Definitely a streaky team so far. At 7-13, they were 8 games back. At the end of their 21-6 streak, they were 1.5 games up in the division. Despite their 6-13 stretch the only lost 3 games in the standings as the Mets faltered equally, and as of 7/9/15 they’re still 3 games up despite getting dominated at home by the Reds.
The team is beating who they should be beating (9-3 against Atlanta, 8-5 against Philly). And they’ve had some success against other teams that are “good” this year (3-1 against the Yankees, 3-0 against Pittsburgh, and a sweep of San Francisco). But they’re inexplicably bad against Cincinnati (0-5?), Miami (2-4), and were expectedly weak against the rest of the AL East (a combined 3-7 against Boston, Tampa Bay and Toronto). I’m guessing they’ll struggle against Baltimore this coming weekend since they sputtered against Cincinnati.

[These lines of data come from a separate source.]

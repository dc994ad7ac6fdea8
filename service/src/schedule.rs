use std::fmt::Debug;
use std::sync::Arc;

use async_trait::async_trait;
use courtly_utils::DayOfWeek;
use dao::schedule::ScheduleTimeBlockEntity;
use mockall::automock;
use serde::{Deserialize, Serialize};
use time::{PrimitiveDateTime, Time};
use uuid::Uuid;

use crate::permission::Authentication;
use crate::ServiceError;

/// Weekly availability template of one bookable resource, together with its
/// time blocks.
#[derive(Debug, Clone, PartialEq, Eq)]
pub struct Schedule {
    pub id: Uuid,
    pub created: Option<PrimitiveDateTime>,
    pub blocks: Arc<[ScheduleTimeBlock]>,
    pub version: Uuid,
}

#[derive(Debug, Clone, PartialEq, Eq)]
pub struct ScheduleTimeBlock {
    pub id: Uuid,
    pub schedule_id: Uuid,
    pub day_of_week: DayOfWeek,
    pub start: Time,
    pub end: Time,
    pub capacity: u32,
    pub enabled: bool,
    pub version: Uuid,
}

impl ScheduleTimeBlock {
    /// A disabled block never accepts bookings, whatever capacity is stored.
    pub fn effective_capacity(&self) -> u32 {
        if self.enabled {
            self.capacity
        } else {
            0
        }
    }
}

impl From<&ScheduleTimeBlockEntity> for ScheduleTimeBlock {
    fn from(entity: &ScheduleTimeBlockEntity) -> Self {
        Self {
            id: entity.id,
            schedule_id: entity.schedule_id,
            day_of_week: entity.day_of_week,
            start: entity.start,
            end: entity.end,
            capacity: entity.capacity,
            enabled: entity.enabled,
            version: entity.version,
        }
    }
}
impl From<&ScheduleTimeBlock> for ScheduleTimeBlockEntity {
    fn from(block: &ScheduleTimeBlock) -> Self {
        Self {
            id: block.id,
            schedule_id: block.schedule_id,
            day_of_week: block.day_of_week,
            start: block.start,
            end: block.end,
            capacity: block.capacity,
            enabled: block.enabled,
            version: block.version,
        }
    }
}

/// Locally assembled template edit, committed as one unit. The engine never
/// observes intermediate edit states.
#[derive(Debug, Clone, PartialEq, Eq, Serialize, Deserialize)]
pub struct ScheduleDraft {
    pub blocks: Vec<ScheduleBlockDraft>,
}

#[derive(Debug, Clone, PartialEq, Eq, Serialize, Deserialize)]
pub struct ScheduleBlockDraft {
    pub day_of_week: DayOfWeek,
    pub start: Time,
    pub end: Time,
    pub capacity: u32,
    pub enabled: bool,
}

#[derive(Debug, Clone, Copy, PartialEq, Eq, Serialize, Deserialize)]
pub struct ScheduleUpdate {
    pub updated_count: usize,
}

#[automock(type Context=(); type Transaction = dao::MockTransaction;)]
#[async_trait]
pub trait ScheduleService {
    type Context: Clone + PartialEq + Eq + Debug + Send + Sync + 'static;
    type Transaction: dao::Transaction;

    async fn create_schedule(
        &self,
        draft: &ScheduleDraft,
        context: Authentication<Self::Context>,
        tx: Option<Self::Transaction>,
    ) -> Result<Schedule, ServiceError>;

    async fn get_schedule(
        &self,
        id: Uuid,
        context: Authentication<Self::Context>,
        tx: Option<Self::Transaction>,
    ) -> Result<Schedule, ServiceError>;

    async fn update_schedule(
        &self,
        id: Uuid,
        draft: &ScheduleDraft,
        context: Authentication<Self::Context>,
        tx: Option<Self::Transaction>,
    ) -> Result<ScheduleUpdate, ServiceError>;

    async fn delete_schedule(
        &self,
        id: Uuid,
        context: Authentication<Self::Context>,
        tx: Option<Self::Transaction>,
    ) -> Result<(), ServiceError>;
}
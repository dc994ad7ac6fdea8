/// Generates a dependency trait and the service struct holding one `Arc`
/// per dependency. Keeps multi-dependency service implementations free of
/// repeated generic bounds.
#[macro_export]
macro_rules! gen_service_impl {
    (
        struct $service_name:ident : $trait:path = $dependencies:ident {
            $($field_name:ident: $field_type:path = $field_attr:ident),*
        }
    ) => {
            pub trait $dependencies {
                type Context: Send + Sync + Clone + Eq + std::fmt::Debug + 'static;
                type Transaction: dao::Transaction + Send + Sync + Clone + std::fmt::Debug + 'static;
                $(
                    type $field_name: $field_type + Sync + Send;
                )*
            }

            pub struct $service_name<Deps: $dependencies> {
                $(
                    pub $field_attr: std::sync::Arc<Deps::$field_name>,
                )*
            }
    };
}
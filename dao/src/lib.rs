use std::fmt::Debug;

use async_trait::async_trait;
use mockall::automock;
use thiserror::Error;

pub mod booking;
pub mod schedule;

#[derive(Error, Debug)]
pub enum DaoError {
    #[error("Database query error: {0}")]
    DatabaseQueryError(#[from] Box<dyn std::error::Error + Send + Sync>),

    #[error("Invalid day of week: {0}")]
    InvalidDayOfWeek(i64),

    #[error("Invalid uuid value: {0}")]
    InvalidUuid(#[from] uuid::Error),

    #[error("Cannot parse time value: {0}")]
    TimeParseError(#[from] time::error::Parse),

    #[error("Cannot format time value: {0}")]
    TimeFormatError(#[from] time::error::Format),
}

/// Marker for a storage transaction handle. Implementations are cheap
/// clonable handles to one underlying transaction; dropping every handle
/// without a commit rolls the transaction back.
pub trait Transaction: Clone + Send + Sync + Debug + 'static {}

#[derive(Clone, Debug, PartialEq, Eq)]
pub struct MockTransaction;
impl Transaction for MockTransaction {}

#[automock(type Transaction = crate::MockTransaction;)]
#[async_trait]
pub trait TransactionDao {
    type Transaction: Transaction;

    async fn new_transaction(&self) -> Result<Self::Transaction, DaoError>;

    /// Reuse the given transaction or open a fresh one when the caller did
    /// not supply any.
    async fn use_transaction(
        &self,
        tx: Option<Self::Transaction>,
    ) -> Result<Self::Transaction, DaoError>;

    async fn commit(&self, tx: Self::Transaction) -> Result<(), DaoError>;
}

#[automock]
#[async_trait]
pub trait PermissionDao {
    async fn has_privilege(&self, user: &str, privilege: &str) -> Result<bool, DaoError>;
    async fn grant_privilege(
        &self,
        user: &str,
        privilege: &str,
        process: &str,
    ) -> Result<(), DaoError>;
}
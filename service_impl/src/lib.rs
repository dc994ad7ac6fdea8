pub mod availability;
pub mod booking;
pub mod clock;
pub mod macros;
pub mod permission;
pub mod schedule;
pub mod user_service;
pub mod uuid_service;

#[cfg(test)]
mod test;

pub use permission::PermissionServiceImpl;
pub use user_service::UserServiceDev;
use std::sync::Arc;

use async_trait::async_trait;
use service::user_service::UserService;
use service::ServiceError;

/// Development identity: every request resolves to the same user. Real
/// deployments plug in the transport's session resolution instead.
pub struct UserServiceDev;

pub const DEV_USER: &str = "dev-user";

#[async_trait]
impl UserService for UserServiceDev {
    type Context = ();

    async fn current_user(&self, _context: ()) -> Result<Arc<str>, ServiceError> {
        Ok(DEV_USER.into())
    }
}
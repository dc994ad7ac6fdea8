use std::sync::Arc;

use async_trait::async_trait;
use courtly_utils::DayOfWeek;
use mockall::automock;
use time::{PrimitiveDateTime, Time};
use uuid::Uuid;

use crate::DaoError;

#[derive(Debug, Clone, PartialEq, Eq)]
pub struct ScheduleEntity {
    pub id: Uuid,
    pub created: PrimitiveDateTime,
    pub version: Uuid,
}

#[derive(Debug, Clone, PartialEq, Eq)]
pub struct ScheduleTimeBlockEntity {
    pub id: Uuid,
    pub schedule_id: Uuid,
    pub day_of_week: DayOfWeek,
    pub start: Time,
    pub end: Time,
    pub capacity: u32,
    pub enabled: bool,
    pub version: Uuid,
}

#[automock(type Transaction = crate::MockTransaction;)]
#[async_trait]
pub trait ScheduleDao {
    type Transaction: crate::Transaction;

    async fn create_schedule(
        &self,
        entity: &ScheduleEntity,
        process: &str,
        tx: Self::Transaction,
    ) -> Result<(), DaoError>;

    async fn find_schedule(
        &self,
        id: Uuid,
        tx: Self::Transaction,
    ) -> Result<Option<ScheduleEntity>, DaoError>;

    /// Removes the schedule with its time blocks and every booking made
    /// against them.
    async fn delete_schedule(&self, id: Uuid, tx: Self::Transaction) -> Result<(), DaoError>;

    async fn create_block(
        &self,
        entity: &ScheduleTimeBlockEntity,
        process: &str,
        tx: Self::Transaction,
    ) -> Result<(), DaoError>;

    async fn blocks_for_schedule(
        &self,
        schedule_id: Uuid,
        tx: Self::Transaction,
    ) -> Result<Arc<[ScheduleTimeBlockEntity]>, DaoError>;

    async fn find_block(
        &self,
        id: Uuid,
        tx: Self::Transaction,
    ) -> Result<Option<ScheduleTimeBlockEntity>, DaoError>;

    /// Updates capacity and enabled flag of an existing block. The block id
    /// and its `(day_of_week, start, end)` shape never change after creation.
    async fn update_block(
        &self,
        entity: &ScheduleTimeBlockEntity,
        process: &str,
        tx: Self::Transaction,
    ) -> Result<(), DaoError>;
}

Lets just say that the All-Star break is coming at a pretty good time for this team.
Where do we go from here?
The Nats should be healthier coming out of the all-star break. And they’ll need it; their July schedule is tough. They host the Dodgers and the Mets to start, then travel to Pittsburgh, Miami and New York. That’s a slew of games against good teams and their primary divisional rivals.
In August they host some bad teams (Arizona, Milwaukee, Colorado) but they also do their big West Coast trip (at Los Angeles, San Francisco and Colorado). They also get a 3-game set at St. Louis that could be an eye-opener for where they really stand ahead of the playoffs. September features practically all divisional games against teams that should all be completely out of it by then, so I forsee a team in cruising mode.
The Nats remain in 1st place despite all their issues, and their closest rival is putting out a lineup that most AAA teams could beat. Philly is already 30 games under .500. Miami is 15 games under .500 and just lost their best player. Atlanta sits around .500 but isn’t really trying for 2015 and won’t spend to compete. So I think its safe to say the Nats are winning the division. I’ll guess the Mets hang around since their pitching is so good, but in the end the Nats win the division by at least 10 games.
If the season ended today, Pittsburgh hosts the Cubs in the WC, St. Louis hosts the WC winner and Washington would be traveling to Los Angeles to open the playoffs. And frankly its hard to see this changing much between now and October 1st. I don’t think its a stretch to say that the Nats would be underdogs to both the Dodgers and the Cardinals in a playoff series, not unless Strasburg remembers how to pitch again or the offense gets healthy in time. Are we looking at another first round playoff exit?